▼
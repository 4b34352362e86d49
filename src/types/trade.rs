use serde::{Deserialize, Serialize};
use serde_json::Value;
use serde_with::{DefaultOnNull, serde_as};

#[serde_as]
#[derive(Clone, Deserialize, Debug)]
pub(crate) struct PendingTradesResponse {
    #[serde(default)]
    #[serde_as(deserialize_as = "DefaultOnNull")]
    pub trades: Vec<PendingTrade>,
}

/// A sold item waiting for the seller to send the Steam trade offer
#[serde_as]
#[derive(Clone, Deserialize, Serialize, Debug)]
pub struct PendingTrade {
    pub id: Value,
    #[serde(rename = "costum_id", default)]
    #[serde_as(deserialize_as = "DefaultOnNull")]
    pub custom_id: String,
    #[serde(default)]
    pub trade_id: Value,
    #[serde(default)]
    pub status: Value,
    #[serde(default)]
    #[serde_as(deserialize_as = "DefaultOnNull")]
    pub trade_message: String,
    pub tradelink: String,
    #[serde(default)]
    #[serde_as(deserialize_as = "DefaultOnNull")]
    pub done: bool,
    #[serde(default)]
    #[serde_as(deserialize_as = "DefaultOnNull")]
    pub for_steamid32: String,
    #[serde(default)]
    #[serde_as(deserialize_as = "DefaultOnNull")]
    pub for_steamid64: String,
    #[serde(default)]
    #[serde_as(deserialize_as = "DefaultOnNull")]
    pub created: String,
    #[serde(default)]
    #[serde_as(deserialize_as = "DefaultOnNull")]
    pub send_until: String,
    #[serde(default)]
    #[serde_as(deserialize_as = "DefaultOnNull")]
    pub items: Vec<PendingTradeItem>,
}

#[serde_as]
#[derive(Clone, Deserialize, Serialize, Debug)]
pub struct PendingTradeItem {
    pub id: i64,
    pub item_id: String,
    #[serde(default)]
    #[serde_as(deserialize_as = "DefaultOnNull")]
    pub give_amount: i64,
    #[serde(default)]
    #[serde_as(deserialize_as = "DefaultOnNull")]
    pub image: String,
    pub price: i64,
    #[serde(default)]
    #[serde_as(deserialize_as = "DefaultOnNull")]
    pub game: String,
    pub name: String,
    #[serde(default)]
    #[serde_as(deserialize_as = "DefaultOnNull")]
    pub status: i64,
}

#[serde_as]
#[derive(Clone, Deserialize, Debug)]
pub(crate) struct ProjectTradesResponse {
    #[serde(default)]
    #[serde_as(deserialize_as = "DefaultOnNull")]
    pub trades: Vec<ProjectTrade>,
}

/// A purchase made through `buy_by_name`/`buy_by_id`, looked up by its project id
#[serde_as]
#[derive(Clone, Deserialize, Serialize, Debug)]
pub struct ProjectTrade {
    pub id: u64,
    pub price: u64,
    pub name: String,
    pub status: i64,
    #[serde(default)]
    #[serde_as(deserialize_as = "DefaultOnNull")]
    pub project_id: String,
    #[serde(default)]
    #[serde_as(deserialize_as = "DefaultOnNull")]
    pub custom_id: String,
    #[serde(default)]
    pub trade_id: Value,
    #[serde(default)]
    #[serde_as(deserialize_as = "DefaultOnNull")]
    pub done: bool,
    #[serde(default)]
    #[serde_as(deserialize_as = "DefaultOnNull")]
    pub for_steamid64: String,
    #[serde(default)]
    pub reason: Value,
    #[serde(default)]
    #[serde_as(deserialize_as = "DefaultOnNull")]
    pub send_until: i64,
    #[serde(default)]
    #[serde_as(deserialize_as = "DefaultOnNull")]
    pub last_updated: i64,
    #[serde(default)]
    #[serde_as(deserialize_as = "DefaultOnNull")]
    pub counter: i64,
    #[serde(default)]
    #[serde_as(deserialize_as = "DefaultOnNull")]
    pub msg: String,
}

#[serde_as]
#[derive(Clone, Deserialize, Serialize, Debug, Default, Eq, PartialEq)]
pub struct Purchase {
    #[serde(default)]
    #[serde_as(deserialize_as = "DefaultOnNull")]
    pub id: i64,
    #[serde(default)]
    #[serde_as(deserialize_as = "DefaultOnNull")]
    pub price: i64,
}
▲
EXERCISE DIRECTIONS: A word-for-word repetition of the listing above is required.

OUTPUT:
repository 4b34352362e86d49
filename src/types/trade.rs
use serde::{Deserialize, Serialize};
use serde_json::Value;
use serde_with::{DefaultOnNull, serde_as};

#[serde_as]
#[derive(Clone, Deserialize, Debug)]
pub(crate) struct PendingTradesResponse {
    #[serde(default)]
    #[serde_as(deserialize_as = "DefaultOnNull")]
    pub trades: Vec<PendingTrade>,
}

/// A sold item waiting for the seller to send the Steam trade offer
#[serde_as]
#[derive(Clone, Deserialize, Serialize, Debug)]
pub struct PendingTrade {
    pub id: Value,
    #[serde(rename = "costum_id", default)]
    #[serde_as(deserialize_as = "DefaultOnNull")]
    pub custom_id: String,
    #[serde(default)]
    pub trade_id: Value,
    #[serde(default)]
    pub status: Value,
    #[serde(default)]
    #[serde_as(deserialize_as = "DefaultOnNull")]
    pub trade_message: String,
    pub tradelink: String,
    #[serde(default)]
    #[serde_as(deserialize_as = "DefaultOnNull")]
    pub done: bool,
    #[serde(default)]
    #[serde_as(deserialize_as = "DefaultOnNull")]
    pub for_steamid32: String,
    #[serde(default)]
    #[serde_as(deserialize_as = "DefaultOnNull")]
    pub for_steamid64: String,
    #[serde(default)]
    #[serde_as(deserialize_as = "DefaultOnNull")]
    pub created: String,
    #[serde(default)]
    #[serde_as(deserialize_as = "DefaultOnNull")]
    pub send_until: String,
    #[serde(default)]
    #[serde_as(deserialize_as = "DefaultOnNull")]
    pub items: Vec<PendingTradeItem>,
}

#[serde_as]
#[derive(Clone, Deserialize, Serialize, Debug)]
pub struct PendingTradeItem {
    pub id: i64,
    pub item_id: String,
    #[serde(default)]
    #[serde_as(deserialize_as = "DefaultOnNull")]
    pub give_amount: i64,
    #[serde(default)]
    #[serde_as(deserialize_as = "DefaultOnNull")]
    pub image: String,
    pub price: i64,
    #[serde(default)]
    #[serde_as(deserialize_as = "DefaultOnNull")]
    pub game: String,
    pub name: String,
    #[serde(default)]
    #[serde_as(deserialize_as = "DefaultOnNull")]
    pub status: i64,
}

#[serde_as]
#[derive(Clone, Deserialize, Debug)]
pub(crate) struct ProjectTradesResponse {
    #[serde(default)]
    #[serde_as(deserialize_as = "DefaultOnNull")]
    pub trades: Vec<ProjectTrade>,
}

/// A purchase made through `buy_by_name`/`buy_by_id`, looked up by its project id
#[serde_as]
#[derive(Clone, Deserialize, Serialize, Debug)]
pub struct ProjectTrade {
    pub id: u64,
    pub price: u64,
    pub name: String,
    pub status: i64,
    #[serde(default)]
    #[serde_as(deserialize_as = "DefaultOnNull")]
    pub project_id: String,
    #[serde(default)]
    #[serde_as(deserialize_as = "DefaultOnNull")]
    pub custom_id: String,
    #[serde(default)]
    pub trade_id: Value,
    #[serde(default)]
    #[serde_as(deserialize_as = "DefaultOnNull")]
    pub done: bool,
    #[serde(default)]
    #[serde_as(deserialize_as = "DefaultOnNull")]
    pub for_steamid64: String,
    #[serde(default)]
    pub reason: Value,
    #[serde(default)]
    #[serde_as(deserialize_as = "DefaultOnNull")]
    pub send_until: i64,
    #[serde(default)]
    #[serde_as(deserialize_as = "DefaultOnNull")]
    pub last_updated: i64,
    #[serde(default)]
    #[serde_as(deserialize_as = "DefaultOnNull")]
    pub counter: i64,
    #[serde(default)]
    #[serde_as(deserialize_as = "DefaultOnNull")]
    pub msg: String,
}

#[serde_as]
#[derive(Clone, Deserialize, Serialize, Debug, Default, Eq, PartialEq)]
pub struct Purchase {
    #[serde(default)]
    #[serde_as(deserialize_as = "DefaultOnNull")]
    pub id: i64,
    #[serde(default)]
    #[serde_as(deserialize_as = "DefaultOnNull")]
    pub price: i64,
}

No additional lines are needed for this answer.